Cristiane, até então, uma garota triste e calada passou a se relacionar com outros adolescentes de sua idade, a sair para passear, ir ao cinema e, principalmente, começou a se importar com sua aparência cuidando de seus cabelos e de suas roupas e a se questionar sobre a falta. É neste momento que o vitiligo entra na história com outro estatuto. No sintoma histérico o sujeito encontra recursos para lidar com a angústia, inversamente ao fenômeno psicossomático, onde o sujeito não demanda e também não tem expediente para driblar o gozo. Por isso, é função do analista oferecer significantes para provocar a demanda. Acredito que a insistência da analista em escutar e apontar os significantes foi o que possibilitou o início da transferência, estabelecida, não à priori, mas, no próprio dispositivo analítico cujo movimento esteve a mercê do tempo. Acho que posso apontar como marco para o início da transferência o momento em que Cristiane passou a se interessar por seu drama pessoal e foi em busca de um saber sobre sua verdade para entregá-la à analista, na suposição de que isso ajudaria na decifração de seu sintoma.

Portanto, a possibilidade do deslocamento, no caso de Cristiane, do gozo no corpo para a palavra foi um giro clínico, cujo ganho analítico teve o valor de uma retificação subjetiva.

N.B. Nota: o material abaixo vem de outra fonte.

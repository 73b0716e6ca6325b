//! Top-level application orchestration.
//!
//! `src/main.rs` is intentionally tiny; this module is the "real main" that:
//! - loads `.env` and initializes logging
//! - parses CLI arguments
//! - runs the pricing pipeline or describes the artifacts
//! - prints the run summary

use clap::Parser;
use tracing_subscriber::{EnvFilter, fmt, prelude::*};

use crate::cli::{Command, InspectArgs, PredictArgs};
use crate::domain::RunConfig;
use crate::error::AppError;
use crate::models::ModelBundle;

pub mod pipeline;

/// Entry point for the `pricing` binary.
pub fn run() -> Result<(), AppError> {
    dotenvy::dotenv().ok();
    init_tracing();

    let argv = rewrite_args(std::env::args().collect());
    let cli = crate::cli::Cli::parse_from(argv);

    match cli.command {
        Command::Predict(args) => handle_predict(args),
        Command::Inspect(args) => handle_inspect(args),
    }
}

/// Logs go to stderr so stdout carries only the report.
fn init_tracing() {
    let filter = EnvFilter::try_from_default_env().unwrap_or_else(|_| EnvFilter::new("info"));

    let _ = tracing_subscriber::registry()
        .with(filter)
        .with(fmt::layer().with_target(false).with_writer(std::io::stderr))
        .try_init();
}

fn handle_predict(args: PredictArgs) -> Result<(), AppError> {
    let config = run_config_from_args(&args);
    let run = pipeline::run_predict(&config)?;
    println!("{}", crate::report::format_run_summary(&run));
    Ok(())
}

fn handle_inspect(args: InspectArgs) -> Result<(), AppError> {
    let bundles = ModelBundle::load_all(&args.artifacts)?;
    println!("{}", crate::report::format_bundles(&bundles));
    Ok(())
}

pub fn run_config_from_args(args: &PredictArgs) -> RunConfig {
    RunConfig {
        input_path: args.input.clone(),
        artifact_dir: args.artifacts.clone(),
        output_path: args.output.clone(),
        zip_policy: args.zip_policy,
    }
}

/// Rewrite argv so a bare input path means `predict`.
///
/// Rules:
/// - `pricing data.csv ...`       -> `pricing predict data.csv ...`
/// - `pricing --help/--version`   -> unchanged
/// - `pricing predict|inspect ..` -> unchanged
fn rewrite_args(mut argv: Vec<String>) -> Vec<String> {
    let Some(arg1) = argv.get(1) else {
        return argv;
    };

    let passthrough = arg1.starts_with('-') || matches!(arg1.as_str(), "predict" | "inspect" | "help");
    if !passthrough {
        argv.insert(1, "predict".to_string());
    }
    argv
}

#[cfg(test)]
mod tests {
    use super::*;

    fn args(list: &[&str]) -> Vec<String> {
        list.iter().map(|s| s.to_string()).collect()
    }

    #[test]
    fn bare_path_becomes_predict() {
        assert_eq!(
            rewrite_args(args(&["pricing", "batch.csv"])),
            args(&["pricing", "predict", "batch.csv"])
        );
    }

    #[test]
    fn subcommands_and_flags_pass_through() {
        for argv in [
            args(&["pricing"]),
            args(&["pricing", "--help"]),
            args(&["pricing", "inspect", "--artifacts", "x"]),
            args(&["pricing", "predict", "a.csv"]),
        ] {
            assert_eq!(rewrite_args(argv.clone()), argv);
        }
    }
}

É importante salientar que o corte introduzido entre traquinas meio-a-meio como forma de nomeação e como deslocamento significante, segundo nossa hipótese, não extrai seus efeitos pela indução da significação sexual e pela refração da alienação imaginária que ele sustentava, mas pela transformação da função de nomeação em função de significante que representa o sujeito.